Collected data
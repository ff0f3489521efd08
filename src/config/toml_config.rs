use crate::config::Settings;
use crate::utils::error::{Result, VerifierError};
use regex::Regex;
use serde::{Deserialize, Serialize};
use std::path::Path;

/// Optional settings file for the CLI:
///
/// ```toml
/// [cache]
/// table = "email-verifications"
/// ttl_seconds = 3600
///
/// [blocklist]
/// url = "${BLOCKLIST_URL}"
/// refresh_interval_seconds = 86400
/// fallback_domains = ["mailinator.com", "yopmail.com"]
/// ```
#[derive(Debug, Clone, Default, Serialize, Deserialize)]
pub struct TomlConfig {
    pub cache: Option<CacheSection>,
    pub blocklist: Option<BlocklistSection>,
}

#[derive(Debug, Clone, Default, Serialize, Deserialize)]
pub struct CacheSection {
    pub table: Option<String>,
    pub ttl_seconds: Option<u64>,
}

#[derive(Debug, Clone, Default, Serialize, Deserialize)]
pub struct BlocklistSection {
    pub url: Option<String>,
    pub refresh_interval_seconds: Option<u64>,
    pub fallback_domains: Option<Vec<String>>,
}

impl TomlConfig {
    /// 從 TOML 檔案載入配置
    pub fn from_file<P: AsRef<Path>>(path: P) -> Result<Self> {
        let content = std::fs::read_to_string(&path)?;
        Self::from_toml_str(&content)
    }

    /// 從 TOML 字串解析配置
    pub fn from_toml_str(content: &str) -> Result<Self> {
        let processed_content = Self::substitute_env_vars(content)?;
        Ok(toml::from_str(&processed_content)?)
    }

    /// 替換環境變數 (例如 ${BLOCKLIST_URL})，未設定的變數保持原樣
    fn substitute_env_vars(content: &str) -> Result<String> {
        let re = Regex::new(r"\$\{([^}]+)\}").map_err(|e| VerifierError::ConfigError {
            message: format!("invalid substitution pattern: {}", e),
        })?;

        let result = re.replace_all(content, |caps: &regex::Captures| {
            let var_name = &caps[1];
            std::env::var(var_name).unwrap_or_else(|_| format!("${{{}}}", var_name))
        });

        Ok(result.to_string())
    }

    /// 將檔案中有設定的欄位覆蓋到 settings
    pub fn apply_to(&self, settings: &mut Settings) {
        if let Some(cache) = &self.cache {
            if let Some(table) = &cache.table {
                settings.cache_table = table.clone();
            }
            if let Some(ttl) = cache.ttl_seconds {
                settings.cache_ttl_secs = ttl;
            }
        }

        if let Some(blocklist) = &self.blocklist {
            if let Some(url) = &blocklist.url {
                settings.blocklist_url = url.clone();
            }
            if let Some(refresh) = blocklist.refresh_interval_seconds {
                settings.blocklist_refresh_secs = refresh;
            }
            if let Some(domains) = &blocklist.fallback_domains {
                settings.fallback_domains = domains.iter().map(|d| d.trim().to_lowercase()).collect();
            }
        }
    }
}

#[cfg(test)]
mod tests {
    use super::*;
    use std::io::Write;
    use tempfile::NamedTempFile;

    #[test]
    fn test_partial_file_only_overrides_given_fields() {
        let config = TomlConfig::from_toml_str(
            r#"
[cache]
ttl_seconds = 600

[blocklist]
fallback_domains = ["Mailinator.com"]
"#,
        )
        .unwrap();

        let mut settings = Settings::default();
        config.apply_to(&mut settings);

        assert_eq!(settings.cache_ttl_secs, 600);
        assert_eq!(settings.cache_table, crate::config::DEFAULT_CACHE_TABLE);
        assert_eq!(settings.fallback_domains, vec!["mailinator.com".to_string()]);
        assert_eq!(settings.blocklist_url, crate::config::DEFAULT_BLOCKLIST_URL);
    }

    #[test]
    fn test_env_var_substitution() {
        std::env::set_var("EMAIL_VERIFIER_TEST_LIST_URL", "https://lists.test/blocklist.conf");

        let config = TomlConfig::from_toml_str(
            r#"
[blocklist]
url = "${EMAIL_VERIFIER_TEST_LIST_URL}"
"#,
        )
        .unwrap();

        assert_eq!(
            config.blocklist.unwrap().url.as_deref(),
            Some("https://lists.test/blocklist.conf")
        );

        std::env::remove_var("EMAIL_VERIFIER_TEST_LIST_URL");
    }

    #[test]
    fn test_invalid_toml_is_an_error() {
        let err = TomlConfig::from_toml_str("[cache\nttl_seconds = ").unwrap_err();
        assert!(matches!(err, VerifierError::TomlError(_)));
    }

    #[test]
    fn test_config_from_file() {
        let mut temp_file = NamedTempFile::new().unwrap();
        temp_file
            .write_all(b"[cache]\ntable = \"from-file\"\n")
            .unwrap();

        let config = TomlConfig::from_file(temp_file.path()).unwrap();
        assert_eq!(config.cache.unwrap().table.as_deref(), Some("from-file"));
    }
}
* * *
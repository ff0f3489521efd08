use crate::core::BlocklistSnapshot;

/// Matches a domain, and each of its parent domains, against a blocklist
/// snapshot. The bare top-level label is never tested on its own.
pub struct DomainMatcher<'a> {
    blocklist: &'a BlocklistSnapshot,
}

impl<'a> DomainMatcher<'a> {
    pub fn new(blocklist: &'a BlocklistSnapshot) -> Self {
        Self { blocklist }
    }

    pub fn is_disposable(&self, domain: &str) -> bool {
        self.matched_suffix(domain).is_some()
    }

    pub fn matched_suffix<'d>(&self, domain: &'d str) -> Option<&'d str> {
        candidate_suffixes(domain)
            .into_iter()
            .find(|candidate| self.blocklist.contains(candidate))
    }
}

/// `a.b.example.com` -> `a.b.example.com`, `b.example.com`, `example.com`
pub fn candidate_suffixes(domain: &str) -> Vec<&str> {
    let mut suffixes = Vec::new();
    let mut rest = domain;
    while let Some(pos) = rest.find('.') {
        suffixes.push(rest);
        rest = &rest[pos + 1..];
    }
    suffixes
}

Goal of the exercise -
Scan the records above and report every line with the string "crate".

Written answer -
use crate::config::Settings;
use crate::utils::error::{Result, VerifierError};
        assert_eq!(settings.cache_table, crate::config::DEFAULT_CACHE_TABLE);
        assert_eq!(settings.blocklist_url, crate::config::DEFAULT_BLOCKLIST_URL);
use crate::core::BlocklistSnapshot;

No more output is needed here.